A Record from Ronald Reagan To All Californians (« Une adresse de Ronald Reagan à tous les Californiens ») adopte une rhétorique similaire, tout en étant bien plus concis et moins chargé idéologiquement. Il a fait partie de la campagne de Reagan pour les élections au poste de gouverneur de Californie, en 1966. Reagan prône la réduction des règlementations gouvernementales et appelle les Californiens à voter pour lui s’ils « croient en leur sort » et en leurs propres décisions. Une autre caractéristique particulière des discours de Reagan est l’accent qu’il porte sur ses antécédents apolitiques et non professionnels. Dans Freedom’s Finest Hour (« La plus belle heure de la Liberté »), Reagan dépeint un colon de Boston racontant l’histoire de la guerre d’indépendance américaine et de la ratification de la Constitution. Tout y contribue à l’éveil d’un sentiment de fierté envers les États-Unis et leur Constitution. Young America’s Foundation (YAF, « Fondation de la jeune Amérique ») est une organisation de jeunesse conservatrice fondée en 1960. Dans son discours de 1975 à la YAF, Ronald Reagan exprime son soutien à cette organisation et à ses activités. Il est largement admis que le soutien apporté par Reagan à la YAF l’a beaucoup aidé dans sa course à la Présidence.


MONOCULTURE – Congress For Cultural Freedom

Le Congress for Cultural Freedom (CCF, « Congrès pour la liberté culturelle ») était une organisation fondée en 1950 lors d’une conférence qui a réuni plusieurs intellectuels anticommunistes à Berlin-Ouest. Le CCF a été créé en guise de réponse à la création, par l’Union soviétique, du Conseil mondial de la paix ; il avait pour objet la lutte contre les sympathies prosoviétiques d’après-guerre. Le Congrès, secrètement financé par la CIA américaine, a été créé pour combattre le communisme mondial et le neutralisme qui avait fait son apparition pendant la guerre froide (c’est-à-dire, les pays non alignés), et pour promouvoir les valeurs culturelles et libérales occidentales. Cette association, active dans trente-cinq pays, organisait des manifestations culturelles et des conférences, et publiait des livres et de nombreux magazines.

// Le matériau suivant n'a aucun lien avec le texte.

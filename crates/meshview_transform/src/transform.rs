use glam::{Quat, Vec3};
use serde::{Deserialize, Serialize};
use tracing::trace;

use crate::{Direction, up_axis_rotation};

/// The position, rotation and scale of a scene object relative to its parent.
///
/// A model's root object carries the correction that brings the model's declared up axis onto the
/// viewer's, see [`Transform::correct_up_axis`].
#[derive(Debug, PartialEq, Clone, Copy, Serialize, Deserialize)]
pub struct Transform {
    /// Position of the object.
    pub translation: Vec3,
    /// Rotation of the object.
    pub rotation: Quat,
    /// Scale of the object.
    pub scale: Vec3,
}

impl Transform {
    /// An identity [`Transform`] with no translation, no rotation, and a scale of 1 on all axes.
    pub const IDENTITY: Self = Transform {
        translation: Vec3::ZERO,
        rotation: Quat::IDENTITY,
        scale: Vec3::ONE,
    };

    /// Creates a new [`Transform`] at the position `(x, y, z)`.
    #[inline]
    pub const fn from_xyz(x: f32, y: f32, z: f32) -> Self {
        Transform {
            translation: Vec3::new(x, y, z),
            ..Self::IDENTITY
        }
    }

    /// Creates a new [`Transform`], with `rotation`. Translation will be 0 and scale 1 on
    /// all axes.
    #[inline]
    pub const fn from_rotation(rotation: Quat) -> Self {
        Transform {
            rotation,
            ..Self::IDENTITY
        }
    }

    /// Returns this [`Transform`] with a new rotation.
    #[inline]
    #[must_use]
    pub const fn with_rotation(mut self, rotation: Quat) -> Self {
        self.rotation = rotation;
        self
    }

    /// Rotates this [`Transform`] by `rotation` in the parent's frame.
    #[inline]
    pub fn rotate(&mut self, rotation: Quat) {
        self.rotation = rotation * self.rotation;
    }

    /// Rotates this [`Transform`] by `rotation` in its own local frame, composed after the
    /// rotation it already has.
    #[inline]
    pub fn rotate_local(&mut self, rotation: Quat) {
        self.rotation *= rotation;
    }

    /// Applies the up-axis correction for a model authored with `up` as its vertical axis.
    ///
    /// The correction is applied in the local frame, so any orientation the converter gave the
    /// root is preserved underneath it. Canonical models are left untouched.
    pub fn correct_up_axis(&mut self, up: Direction) {
        if up.is_canonical() {
            return;
        }
        trace!("correcting {:?} up axis", up);
        self.rotate_local(up_axis_rotation(up));
    }

    /// Transforms the given `point`, applying scale, rotation and translation.
    #[inline]
    pub fn transform_point(&self, mut point: Vec3) -> Vec3 {
        point = self.scale * point;
        point = self.rotation * point;
        point += self.translation;
        point
    }
}

impl Default for Transform {
    fn default() -> Self {
        Self::IDENTITY
    }
}
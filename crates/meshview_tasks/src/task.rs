use core::{
    future::Future,
    pin::Pin,
    task::{Context, Poll},
};

/// A future spawned on a [`LocalTaskPool`](crate::LocalTaskPool).
///
/// Awaiting the task yields the spawned future's output. Dropping it cancels the future, which is
/// then dropped the next time the pool runs; [`Task::detach`] keeps it running instead.
#[derive(Debug)]
#[must_use = "dropping a task cancels it"]
pub struct Task<T>(async_executor::Task<T>);

impl<T> Task<T> {
    pub(crate) fn new(task: async_executor::Task<T>) -> Self {
        Self(task)
    }

    /// Lets the future run to completion without anyone holding on to it.
    pub fn detach(self) {
        self.0.detach();
    }

    /// Returns `true` once the future has produced its output.
    pub fn is_finished(&self) -> bool {
        self.0.is_finished()
    }

    /// Cancels the future and waits until the pool has dropped it.
    ///
    /// Returns the output if the future completed before it could be cancelled.
    pub async fn cancel(self) -> Option<T> {
        self.0.cancel().await
    }
}

impl<T> Future for Task<T> {
    type Output = T;

    fn poll(mut self: Pin<&mut Self>, cx: &mut Context<'_>) -> Poll<Self::Output> {
        Pin::new(&mut self.0).poll(cx)
    }
}

#[cfg(test)]
mod tests {
    use crate::{LocalTaskPool, yield_now};
    use core::cell::Cell;
    use std::rc::Rc;

    #[test]
    fn awaiting_a_task_yields_its_output() {
        let pool = LocalTaskPool::new();
        let inner = pool.spawn(async {
            yield_now().await;
            21 * 2
        });
        let outer = pool.spawn(async move { inner.await + 1 });

        assert!(!outer.is_finished());
        pool.tick_until_stalled();
        assert!(outer.is_finished());
        assert_eq!(pool.run(outer), 43);
    }

    #[test]
    fn cancelled_tasks_stop_at_their_next_suspension() {
        let pool = LocalTaskPool::new();
        let steps = Rc::new(Cell::new(0));
        let counter = steps.clone();
        let task = pool.spawn(async move {
            while counter.get() < 100 {
                counter.set(counter.get() + 1);
                yield_now().await;
            }
        });

        pool.try_tick();
        assert_eq!(steps.get(), 1);
        assert_eq!(pool.run(task.cancel()), None);
        pool.tick_until_stalled();
        assert_eq!(steps.get(), 1);
        assert!(pool.is_idle());
    }
}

Ses activités visaient également à influencer positivement la perception des États-Unis en Europe, à travers la promotion de l’art moderniste de ce pays. Cette entreprise secrète a cessé ses activités en 1967, après la découverte de la participation active de la CIA.
 


MONOCULTURE – Universal Languages

L’espéranto est la langue artificielle la plus employée dans le monde. Cette langue a été créée en 1887 par Ludwig Zamenhof (1859—1917), qui a publié une brochure en russe, intitulée Международный язык/Lingvo Internacia (« Langue internationale »), communément appelée Unua Libro. Par principe, Zamenhof en a rejeté la paternité, préférant signer le livre d’un modeste « Dr Espéranto », celui qui espère. Zamenhof, ophtalmologue d’origine juive-polonaise, espérait créer une langue qui favoriserait la coexistence pacifique entre des personnes de cultures différentes. Sa langue a acquis une grande popularité : de nombreux groupes espérantistes sont nés partout dans le monde. Malgré la répression exercée à son encontre par les régimes autoritaires du 20e siècle, la communauté espéranto a continué à croitre jusqu’à nos jours. Le Jarlibro (« annuaire ») est la plus ancienne publication continue de l’Association universelle d’espéranto. La Nova Epoko (« La Nouvelle Époque ») était une revue internationale « sociolittéraire » d’orientation généralement de gauche, fondée en 1922 par quatre espérantistes soviétiques. Ludwig Zamenhof, inventeur de l’espéranto, a été le premier à traduire toute la Bible hébraïque (le Tanakh, ou Ancien Testament) en espéranto. Le Nouveau Testament a ensuite été traduit par une équipe de membres du clergé britannique parlant l’espéranto et d’érudits de la British and Foreign Bible Society. Sa traduction a été achevée en 1912. Les traductions de l’Ancien et du Nouveau Testamant ont ensuite été adaptées et imprimées en un seul volume, en 1926 :
La Sankta Biblio (« la Sainte Bible »), souvent appelée Londona Biblio (« la Bible de Londres »).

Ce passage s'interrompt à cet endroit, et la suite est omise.